Wednesday, May 17, 2017

Focus

When working on his inventions, Nikola Tesla was wholly oblivious of people around him.  So singular was his focus, he sometimes neglected sleeping and worked until he literally collapsed from exhaustion.  Nothing distracted him.
I would like to make the claim that my focus on projects is the same, but of course that would be false.  When, for example, working on a project at my cabin (where literally dozens of other unfinished tasks can be found by simply turning my head), I tend to bound from project to project in the course of a single day.  All the while, my mind is picking up this, dropping that.  I do have short periods of intense concentration.  Generally, those are when I am looking for a tool or a specific type of screw in my voluminous stacks of building supplies.

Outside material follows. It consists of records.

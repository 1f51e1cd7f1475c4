//! projedit
//!
//! Edits MSBuild project files (`.csproj`) and Visual Studio solution files
//! (`.sln`) from the command line: references, source files and solution
//! membership. Project edits keep the rest of the file byte for byte.

pub mod assembly;
pub mod commands;
pub mod context;
pub mod identifier;
pub mod logging;
pub mod msbuild;
pub mod paths;
pub mod resolver;
pub mod solution;
#[cfg(test)]
pub mod test_utils;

Over the weekend, I spent part of a day working on a couple of ongoing projects at my cabin.   For one of the tasks, I had to use my miter saw to cut a length of 2 x 4.  Not wanting to spew sawdust all over the place inside the cabin, I hauled the saw just outside the lower level door, near my truck, to make the cut.
Off I went after that to do another one-hundred chores.
A couple hours later, I needed to retrieve a pair of pliers from my truck.  I plodded down the stairs to the lower level, dragged across the floor, and opened the lower entry door.
Brighter outside light fell over me.  There in the light, stood a dark and sinister shape.
Wolverine!  Right at my door! 
I gasped, froze.
A sudden calm came over me as my focus on the dark shape cleared.  It was the miter saw I dragged outside the door two hours earlier.